In most organizations, AEO should sit with whoever already owns SEO and content — they have the closest skills and the most overlapping work. But because AEO also depends on authority, accuracy, and brand perception, it needs active input from PR, product, and leadership. The failure mode to avoid is treating it as nobody’s job; it needs one clear owner with a cross-functional mandate.
Why AEO needs a named owner
AEO is easy to leave unassigned because it straddles existing roles. SEO touches it, content touches it, PR touches it, product touches it — so everyone assumes someone else has it, and no one does. The result is a slow, invisible loss of visibility in AI answers while the team stays busy with traditional channels.
Naming an owner solves this. That person doesn’t have to do everything, but they’re accountable for the strategy, the measurement, and making sure the cross-functional pieces actually happen. If you’re building the program from scratch, start with how to build an AEO strategy.
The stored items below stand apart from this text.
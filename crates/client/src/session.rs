//! Session state machine and its operations.
//!
//! The session is process-wide shared state with a single writer path: the
//! [`SessionManager`] operations and the dispatcher's teardown. Status
//! transitions are published over a watch channel so the presentation layer
//! can react to a teardown (for example by returning to the login screen)
//! without the core knowing anything about navigation.

use std::sync::atomic::{AtomicBool, Ordering};
use std::sync::{Arc, Mutex};

use serde::{Deserialize, Serialize};
use tokio::sync::watch;
use tracing::instrument;

use flyercraft_core::{AuthToken, UserProfile};

use crate::api::ApiClient;
use crate::error::OperationError;
use crate::store::{CredentialStore, PersistedCredential};

/// Where the session currently stands.
///
/// `Uninitialized -> Loading -> {Authenticated | Anonymous}`, with
/// `Authenticated -> Anonymous` via logout or dispatcher teardown. No
/// transition leads back to `Uninitialized`.
#[derive(Debug, Clone, Copy, PartialEq, Eq)]
pub enum SessionStatus {
    /// Process start; `initialize` has not run yet.
    Uninitialized,
    /// `initialize` is reading storage / verifying the token.
    Loading,
    /// A user and token are present and not known to be invalid.
    Authenticated,
    /// No valid credential.
    Anonymous,
}

/// In-memory session state. `status == Authenticated` iff both fields are
/// present.
#[derive(Debug, Default)]
struct SessionState {
    user: Option<UserProfile>,
    token: Option<AuthToken>,
}

struct SessionShared {
    state: Mutex<SessionState>,
    status_tx: watch::Sender<SessionStatus>,
    store: Arc<dyn CredentialStore>,
}

/// Shared handle to the session state.
///
/// Held by the [`SessionManager`] and by the dispatcher (for bearer lookup
/// and teardown). Cloning is cheap.
#[derive(Clone)]
pub struct SessionHandle {
    inner: Arc<SessionShared>,
}

impl SessionHandle {
    pub(crate) fn new(store: Arc<dyn CredentialStore>) -> Self {
        let (status_tx, _) = watch::channel(SessionStatus::Uninitialized);
        Self {
            inner: Arc::new(SessionShared {
                state: Mutex::new(SessionState::default()),
                status_tx,
                store,
            }),
        }
    }

    /// Current status.
    #[must_use]
    pub fn status(&self) -> SessionStatus {
        *self.inner.status_tx.borrow()
    }

    /// Subscribe to status transitions.
    #[must_use]
    pub fn subscribe(&self) -> watch::Receiver<SessionStatus> {
        self.inner.status_tx.subscribe()
    }

    /// The signed-in user, if any.
    #[must_use]
    pub fn current_user(&self) -> Option<UserProfile> {
        self.lock().user.clone()
    }

    /// The bearer token, if any. Read by the dispatcher only.
    #[must_use]
    pub(crate) fn token(&self) -> Option<AuthToken> {
        self.lock().token.clone()
    }

    pub(crate) fn load_persisted(&self) -> Option<PersistedCredential> {
        self.inner.store.load()
    }

    fn lock(&self) -> std::sync::MutexGuard<'_, SessionState> {
        // The session mutex is never held across an await point, so a
        // poisoned lock can only mean a panic mid-update; propagating the
        // inner state is still sound.
        match self.inner.state.lock() {
            Ok(guard) => guard,
            Err(poisoned) => poisoned.into_inner(),
        }
    }

    fn publish(&self, status: SessionStatus) {
        self.inner.status_tx.send_replace(status);
    }

    pub(crate) fn set_loading(&self) {
        self.publish(SessionStatus::Loading);
    }

    /// Authenticate: mirror to storage and memory in the same step.
    pub(crate) fn set_authenticated(&self, token: AuthToken, user: UserProfile) {
        self.inner.store.save(&token, &user);
        {
            let mut state = self.lock();
            state.token = Some(token);
            state.user = Some(user);
        }
        self.publish(SessionStatus::Authenticated);
    }

    /// Replace the cached user wholesale, in memory and storage.
    pub(crate) fn replace_user(&self, user: UserProfile) {
        let mut state = self.lock();
        if let Some(token) = state.token.clone() {
            self.inner.store.save(&token, &user);
        }
        state.user = Some(user);
    }

    /// Tear the session down: clear storage and memory, go `Anonymous`.
    ///
    /// Unconditional and idempotent; this is the only path that clears the
    /// session, shared by logout, startup fallback and the dispatcher's
    /// authorization-failure handling.
    pub(crate) fn teardown(&self) {
        self.inner.store.clear();
        {
            let mut state = self.lock();
            state.token = None;
            state.user = None;
        }
        self.publish(SessionStatus::Anonymous);
    }
}

/// Outcome of a successful `register` call.
///
/// The backend may omit the token when account verification is required;
/// that is a valid terminal outcome, not an error.
#[derive(Debug, Clone, PartialEq)]
pub enum RegisterOutcome {
    /// Token present: the session is now authenticated.
    SignedIn(UserProfile),
    /// No token: the account exists but the session stays unauthenticated.
    VerificationPending(UserProfile),
}

/// Fields accepted by the profile update endpoint.
#[derive(Debug, Clone, PartialEq, Serialize)]
#[serde(rename_all = "camelCase")]
pub struct ProfileDraft {
    pub first_name: String,
    pub last_name: String,
    pub email: String,
}

#[derive(Serialize)]
struct LoginRequest<'a> {
    email: &'a str,
    password: &'a str,
}

#[derive(Serialize)]
struct RegisterRequest<'a> {
    name: String,
    email: &'a str,
    password: &'a str,
}

#[derive(Deserialize)]
struct LoginResponse {
    token: AuthToken,
    user: UserProfile,
}

#[derive(Deserialize)]
struct RegisterResponse {
    #[serde(default)]
    token: Option<AuthToken>,
    user: UserProfile,
}

#[derive(Deserialize)]
struct ProfileResponse {
    user: UserProfile,
}

/// Owns the session lifecycle: startup rehydration, login, register,
/// logout and profile refresh.
pub struct SessionManager {
    api: ApiClient,
    initialized: AtomicBool,
}

impl SessionManager {
    /// Create a manager over a dispatcher. The dispatcher's session handle
    /// is the one this manager drives.
    #[must_use]
    pub const fn new(api: ApiClient) -> Self {
        Self {
            api,
            initialized: AtomicBool::new(false),
        }
    }

    /// The shared session handle.
    #[must_use]
    pub fn session(&self) -> &SessionHandle {
        self.api.session()
    }

    /// Current session status.
    #[must_use]
    pub fn status(&self) -> SessionStatus {
        self.session().status()
    }

    /// The signed-in user, if any.
    #[must_use]
    pub fn current_user(&self) -> Option<UserProfile> {
        self.session().current_user()
    }

    /// Rehydrate the session from storage, once per process.
    ///
    /// A persisted credential is applied optimistically so consumers are
    /// not blocked, then verified against the profile endpoint; any
    /// verification failure clears both storage and session. Subsequent
    /// calls are no-ops.
    #[instrument(skip(self))]
    pub async fn initialize(&self) {
        if self.initialized.swap(true, Ordering::SeqCst) {
            tracing::debug!("initialize called more than once; ignoring");
            return;
        }

        let session = self.session().clone();
        session.set_loading();

        let Some(credential) = session.load_persisted() else {
            session.teardown();
            return;
        };

        session.set_authenticated(credential.token, credential.user);

        match self.api.get::<ProfileResponse>("/api/auth/profile").await {
            Ok(profile) => session.replace_user(profile.user),
            Err(e) => {
                tracing::warn!(error = %e, "startup token verification failed");
                // An authorization failure already tore the session down in
                // the dispatcher; anything else clears it here.
                if !e.is_authorization_expired() {
                    session.teardown();
                }
            }
        }
    }

    /// Sign in with email and password.
    ///
    /// On success the credential is persisted and the session becomes
    /// `Authenticated`. On failure the session is untouched.
    ///
    /// # Errors
    ///
    /// Returns the server's message, or "Login failed" when it has none.
    #[instrument(skip(self, password))]
    pub async fn login(&self, email: &str, password: &str) -> Result<UserProfile, OperationError> {
        let response: LoginResponse = self
            .api
            .post("/api/auth/login", &LoginRequest { email, password })
            .await
            .map_err(|e| OperationError::new(e, "Login failed"))?;

        self.session()
            .set_authenticated(response.token, response.user.clone());
        Ok(response.user)
    }

    /// Create an account.
    ///
    /// The name parts are joined for the backend, which accepts a single
    /// display name. When the response carries a token the session is
    /// authenticated immediately; without one it stays as it was.
    ///
    /// # Errors
    ///
    /// Returns the server's message, or "Registration failed" when it has
    /// none.
    #[instrument(skip(self, password))]
    pub async fn register(
        &self,
        first_name: &str,
        last_name: &str,
        email: &str,
        password: &str,
    ) -> Result<RegisterOutcome, OperationError> {
        let name = format!("{first_name} {last_name}").trim().to_owned();
        let response: RegisterResponse = self
            .api
            .post(
                "/api/auth/register",
                &RegisterRequest {
                    name,
                    email,
                    password,
                },
            )
            .await
            .map_err(|e| OperationError::new(e, "Registration failed"))?;

        match response.token {
            Some(token) => {
                self.session()
                    .set_authenticated(token, response.user.clone());
                Ok(RegisterOutcome::SignedIn(response.user))
            }
            None => Ok(RegisterOutcome::VerificationPending(response.user)),
        }
    }

    /// Sign out: clear storage and session. Never fails.
    #[instrument(skip(self))]
    pub fn logout(&self) {
        self.session().teardown();
    }

    /// Update the profile and replace the cached user with the backend's
    /// returned record - never a local merge, since the backend may
    /// normalize or reject fields.
    ///
    /// # Errors
    ///
    /// Returns the server's message, or "Profile update failed" when it has
    /// none.
    #[instrument(skip(self, draft))]
    pub async fn update_profile(&self, draft: &ProfileDraft) -> Result<UserProfile, OperationError> {
        let response: ProfileResponse = self
            .api
            .put("/api/auth/profile", draft)
            .await
            .map_err(|e| OperationError::new(e, "Profile update failed"))?;

        self.session().replace_user(response.user.clone());
        Ok(response.user)
    }
}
The natural home: SEO and content
In the large majority of teams, the SEO or content lead is the right owner. Here’s why:
- Skill overlap. AEO and SEO share fundamentals — crawlability, structure, topical authority, and direct answers. The SEO lead already thinks this way. We compare the disciplines in AEO vs SEO.
- Content is the primary lever. Most AEO wins come from creating and restructuring content so AI engines can extract clear answers. That’s content’s home turf.
- Measurement fits existing reporting. Visibility tracking slots naturally alongside ranking and traffic reports the SEO team already produces.
If you have a dedicated SEO function, give them AEO and the tooling to measure it. If you don’t, the content lead is the next best owner.
The contributors who make it work
The owner can’t succeed alone. AEO depends on inputs from outside the content team:
PR and communications
A huge share of AI visibility comes from being widely referenced on trusted third-party sites — coverage, reviews, mentions. That’s earned media, which is PR’s domain. PR’s role in building authority for AEO is often the difference between contender and leader.
Product and brand
AI can only recommend you accurately for what it clearly understands you do. Product and brand teams own the positioning and facts that need to be stated plainly and consistently across the web — which directly affects whether AI gets your brand right.
Leadership
AEO is an investment with a lag before payoff. Leadership needs to understand the rationale so the program survives quarters where results are still building. The case in is AEO worth it and the ROI framing in measuring GEO/AEO ROI are useful for securing that buy-in.
Ownership models by company size
There’s no one-size answer, so match the model to your scale:
- Small team / startup: One marketer wears the AEO hat alongside SEO and content. Keep it lightweight — a focused query set, a monitoring tool, and a monthly review.
- Mid-size: The SEO/content lead owns AEO formally, pulling in PR and product on a regular cadence. A shared dashboard keeps everyone aligned.
- Enterprise: A dedicated GEO/AEO specialist or small pod owns the discipline, coordinating across SEO, PR, product, and regional teams, with executive sponsorship.
Make ownership concrete
Whoever owns it, give them three things so the role isn’t symbolic:
- A clear mandate to coordinate across content, PR, and product — not just to publish pages.
- Measurement tooling so they can track visibility, benchmark competitors, and prove progress. This is where a platform like LLM Metrix earns its keep.
- A defined cadence for reviewing results and reprioritizing, so AEO stays a living program rather than a one-time project.
Get those in place and AEO stops being the thing everyone assumed someone else was handling.
Frequently Asked Questions
Should I hire a dedicated AEO specialist?
Only at scale. Most teams should assign AEO to their existing SEO or content lead first. A dedicated hire makes sense once the program is large enough that coordination across content, PR, and product becomes a full-time job.
Can an agency own our AEO?
An agency can execute strategy, content, and monitoring, but you still need an internal owner accountable for direction and for coordinating the cross-functional inputs an agency can’t control, like product positioning and PR relationships.
Where does AEO sit if we have no SEO team?
Give it to whoever owns content or marketing. The core work is creating clear, authoritative, extractable content and measuring AI visibility — all things a content-minded marketer can lead with the right tooling.
How is owning AEO different from owning SEO?
They overlap heavily, but AEO adds a stronger dependence on third-party authority and on the accuracy of brand facts across the web. That makes coordination with PR and product more central than it typically is for pure SEO.